В моем положении естественно, что я постоянно нуждался в копейке, и я писал ему в Киев два раза о помянутых 23 руб., но он даже стихами не ответил. Я так и подумал, что, увы! Россия лишилась второго Тредьяковского. [80] Но я ошибся. Прошлой зимой в фельетоне “Р[усского] инвалида” вижу на бесконечных столбцах бесконечное малороссийское стихотворение, по случаю, не помню, по какому именно случаю, помню только, что отвратительная и подлая лесть русскому оружию. Ба, — думаю себе, — не мой ли это приятель так отличается. Смотрю, — действительно он: А. Чужбинский. Так ты, мой милый, жив и здоров, да еще и подличать научился. Желаю тебе успеха на избранном поприще, но встретиться с тобою не желаю. [81]

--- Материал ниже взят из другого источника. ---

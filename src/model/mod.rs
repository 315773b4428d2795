//! Host models: pluggable sources of CPU-time and thread-on-CPU facts.
//!
//! - `host` - provider traits and the composite first-responder model
//! - `registry` - explicitly owned per-host registry

pub mod host;
pub mod registry;

// Re-export main types
pub use host::{CompositeHostModel, CpuTimeProvider, HostModel, ProviderId, ThreadOnCpuProvider};
pub use registry::ModelRegistry;
//! In-memory interval source.
//!
//! Stores non-null intervals per depth attribute, sorted by start time.
//! Used by the CLI to replay interval dumps and by tests as a fixture;
//! production sources implement [`IntervalSource`] over their own storage.

use super::source::{DepthHandle, IntervalSource, StateInterval, StateValue};
use crate::utils::error::{FunctionError, PushError, SourceError};
use log::debug;
use std::sync::atomic::{AtomicBool, Ordering};

/// Interval source backed by vectors
#[derive(Debug, Default)]
pub struct MemoryIntervalSource {
    start_time: i64,
    end_time: i64,
    attributes: Vec<Vec<StateInterval>>,
    disposed: AtomicBool,
}

impl MemoryIntervalSource {
    /// Create an empty source covering `[start_time, end_time)`
    pub fn new(start_time: i64, end_time: i64) -> Self {
        Self {
            start_time,
            end_time: end_time.max(start_time),
            attributes: Vec::new(),
            disposed: AtomicBool::new(false),
        }
    }

    /// Add a new depth attribute and return its handle
    pub fn add_attribute(&mut self) -> DepthHandle {
        self.attributes.push(Vec::new());
        self.attributes.len() - 1
    }

    /// Add `count` attributes, returning their handles in depth order
    pub fn add_attributes(&mut self, count: usize) -> Vec<DepthHandle> {
        (0..count).map(|_| self.add_attribute()).collect()
    }

    /// Record that `value` is active on `[start, end)` for `handle`
    ///
    /// The source's time range grows to cover the new interval.
    ///
    /// # Errors
    /// * `PushError::Range` - `start > end`
    /// * `PushError::Source` - handle was never added
    pub fn push_interval(
        &mut self,
        handle: DepthHandle,
        start: i64,
        end: i64,
        value: StateValue,
    ) -> Result<(), PushError> {
        if start > end {
            return Err(PushError::Range(FunctionError::InvalidRange { start, end }));
        }
        let intervals = self
            .attributes
            .get_mut(handle)
            .ok_or(PushError::Source(SourceError::UnknownAttribute(handle)))?;

        let position = intervals.partition_point(|iv| iv.start <= start);
        intervals.insert(position, StateInterval::new(start, end, Some(value)));

        self.start_time = self.start_time.min(start);
        self.end_time = self.end_time.max(end);
        Ok(())
    }

    /// Number of depth attributes
    pub fn attribute_count(&self) -> usize {
        self.attributes.len()
    }

    /// Make every further query fail with `SourceError::Disposed`
    pub fn dispose(&self) {
        debug!("Disposing in-memory interval source");
        self.disposed.store(true, Ordering::SeqCst);
    }
}

impl IntervalSource for MemoryIntervalSource {
    fn start_time(&self) -> i64 {
        self.start_time
    }

    fn end_time(&self) -> i64 {
        self.end_time
    }

    fn query(
        &self,
        handle: DepthHandle,
        start: i64,
        end: i64,
    ) -> Result<Vec<StateInterval>, SourceError> {
        if self.disposed.load(Ordering::SeqCst) {
            return Err(SourceError::Disposed);
        }
        let intervals = self
            .attributes
            .get(handle)
            .ok_or(SourceError::UnknownAttribute(handle))?;

        Ok(intervals
            .iter()
            .filter(|iv| iv.overlaps(start, end))
            .cloned()
            .collect())
    }
}
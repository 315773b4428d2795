//! Regrouping of per-element groups.

use crate::aggregator::{AggregatedCallSite, CallSiteData, GroupNode};
use crate::utils::config::ALL_GROUP_NAME;
use crate::utils::error::AggregationError;
use log::debug;
use serde::{Deserialize, Serialize};
use std::fmt;
use std::str::FromStr;

/// How leaf element groups are combined
#[derive(Debug, Clone, Copy, PartialEq, Eq, Default, Serialize, Deserialize)]
#[serde(rename_all = "lowercase")]
pub enum GroupBy {
    /// One group per leaf element
    #[default]
    Leaf,
    /// One group per parent element, e.g. all threads of a process
    Parent,
    /// A single group for every element
    All,
}

impl FromStr for GroupBy {
    type Err = String;

    fn from_str(s: &str) -> Result<Self, Self::Err> {
        match s.to_ascii_lowercase().as_str() {
            "leaf" => Ok(GroupBy::Leaf),
            "parent" => Ok(GroupBy::Parent),
            "all" => Ok(GroupBy::All),
            other => Err(format!(
                "unknown grouping '{}', expected leaf, parent or all",
                other
            )),
        }
    }
}

impl fmt::Display for GroupBy {
    fn fmt(&self, f: &mut fmt::Formatter<'_>) -> fmt::Result {
        let name = match self {
            GroupBy::Leaf => "leaf",
            GroupBy::Parent => "parent",
            GroupBy::All => "all",
        };
        f.write_str(name)
    }
}

/// Combine `groups` according to `by`
///
/// **Public** - applied to the output of a call graph run
///
/// Groups are merged by symbol, the input is left untouched. Output groups
/// keep the order in which their first member appears. Elements without a
/// parent form their own group under `GroupBy::Parent`.
///
/// # Errors
/// * `AggregationError::VariantMismatch` - groups of different modalities
pub fn group_nodes(groups: &[GroupNode], by: GroupBy) -> Result<Vec<GroupNode>, AggregationError> {
    let mut merged: Vec<GroupNode> = Vec::new();

    for group in groups {
        let key = match by {
            GroupBy::Leaf => {
                merged.push(group.clone());
                continue;
            }
            GroupBy::Parent => group.parent().unwrap_or(group.name()),
            GroupBy::All => ALL_GROUP_NAME,
        };

        let position = match merged.iter().position(|g| g.name() == key) {
            Some(position) => position,
            None => {
                merged.push(seed_group(merged.len(), key, group));
                merged.len() - 1
            }
        };
        merged[position].merge_group(group)?;
    }

    debug!("Grouped {} groups by {} into {}", groups.len(), by, merged.len());
    Ok(merged)
}

/// Merge every group into one, `None` when there is nothing to merge
///
/// # Errors
/// * `AggregationError::VariantMismatch` - groups of different modalities
pub fn merge_all(groups: &[GroupNode]) -> Result<Option<GroupNode>, AggregationError> {
    Ok(group_nodes(groups, GroupBy::All)?.into_iter().next())
}

/// Empty duration group that other groups are merged into
pub fn empty_group(id: usize, name: &str) -> GroupNode {
    GroupNode::with_root(id, name, AggregatedCallSite::synthetic(name))
}

/// Empty group of the same modality as `first`, on its host
fn seed_group(id: usize, name: &str, first: &GroupNode) -> GroupNode {
    let group = match first.root().data() {
        CallSiteData::Duration(_) => empty_group(id, name),
        CallSiteData::Count(_) => {
            GroupNode::with_root(id, name, AggregatedCallSite::stack_frame(name, 0, 0))
        }
    };
    group.with_host_id(first.host_id())
}
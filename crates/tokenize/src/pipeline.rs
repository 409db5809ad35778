//! Text in, tokens + values + insight out.

use serde::Serialize;

use crate::encoder::{encode, EncodedValue};
use crate::error::TokenizeError;
use crate::insight::report;
use crate::modes::{TokenizationMode, ValueMode};
use crate::tokenizer::tokenize;

/// Everything produced by one encode request.
#[derive(Debug, Clone, PartialEq, Serialize)]
pub struct Analysis {
    /// Tokens in input order.
    pub tokens: Vec<String>,
    /// One value per token.
    pub encoded: Vec<EncodedValue>,
    /// Rendered insight report.
    pub insight: String,
}

/// Validate, tokenize, encode and report on `text`.
///
/// Blank text is rejected with [`TokenizeError::EmptyInput`] before any work.
pub fn analyze(text: &str, token_mode: TokenizationMode, value_mode: ValueMode) -> Result<Analysis, TokenizeError> {
    if text.trim().is_empty() {
        return Err(TokenizeError::EmptyInput);
    }
    let tokens = tokenize(text, token_mode);
    let encoded = encode(&tokens, token_mode, value_mode);
    let insight = report(&tokens, &encoded, token_mode);
    Ok(Analysis { tokens, encoded, insight })
}

#[cfg(test)]
mod tests {
    use super::*;

    #[test]
    fn rejects_blank_text() {
        assert_eq!(
            analyze("  \n", TokenizationMode::Word, ValueMode::Numeric),
            Err(TokenizeError::EmptyInput)
        );
    }

    #[test]
    fn keeps_surrounding_whitespace_once_validated() {
        let analysis = analyze(" Hi ", TokenizationMode::Word, ValueMode::Numeric);
        let Ok(analysis) = analysis else {
            panic!("non-blank text must analyze");
        };
        assert_eq!(analysis.tokens, vec![" ", "Hi", " "]);
        assert_eq!(analysis.encoded.len(), 3);
        assert!(analysis.insight.contains("• Total Tokens: 3"));
    }
}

Не помню, кто именно, а какой-то глубокий сердцевед сказал, что вернейший дружбометр есть деньги. И он сказал справедливо. Истинная, настоящая дружба, которая высказывается только в критических трудных случаях, и она даже требует этого холодного мерила. Самый живой, одушевленный язык дружбы — это деньги. И чем более нужда, тем дружба искреннее, прогоняющая эту голодную ведьму. Я был так счастлив в своей, можно сказать, коловратной жизни, что неоднократно вкушал от плода этого райского дерева. И в настоящее, мне кажется — самое критическое, время, я получаю [от М. М. Лазаревского] 75 руб. За что? За какое одолжение? Мы с ним виделись всего два раза. Первый раз в Орской крепости, второй раз в Оренбурге. Пошли, господи, всем людям такую дружбу и такого друга, как Лазаревский. Но искорени эти плевелы, возросшие на ниве благороднейшего чувства. Искорени друзей, подобных Афанасьеву, Бархвицу и Апрелеву. [82] Положим, это дрянь, мелочь, и Бархвиц и Афанасьев, но Апрелев крупный видный человек, это не какой-нибудь чугуевский улан или забулдыга линейный поручик, а ротмистр кавалергардского его величества полка, сибарит и обжора, известный в столице, — это как говорится, видное лицо. С этим видным лицом познакомился я в 1841 году у одного земляка моего, у некоего Соколовского. Первое впечатление было в его пользу. Молодой, свежий, румяный толстяк (я не знаю почему, особенно верую в доброкачественность подобного объема и колорита людей). И чтобы довершить свое очарование, я вообразил его еще и либералом. Вот мы знакомимся, потом дружимся, переходим на “ты” и, наконец, входим в финансовые отношения. Он мне заказывает свой портрет, и я ему позволяю приезжать ко мое на сеансы с собственным фриштиком, состоящим из 200 устриц, четверти холодной телятины, 6 бутылок портеру и 1 бут. джину. Все это съедалось и выпивалось в продолжение сеанса самым дружеским образом. Третий сеанс начался у нас на “ты” и кончился шампанским. Я был в восторге от друга-аристократа. Кончились сеансы, отправился я к другу за мздой; друг занят, никого не принимает; другой раз — то же самое; третий, четвертый и так до десяти раз — все то же самое. Я плюнул другу на порог да и ходить перестал. Таких друзей у меня было много, и, как на подбор, все люди военные. Я уверен, что, если бы Афанасьев не был прежде уланом, он мог бы писать стихи без помощи самовара и мы бы с ним расстались иначе.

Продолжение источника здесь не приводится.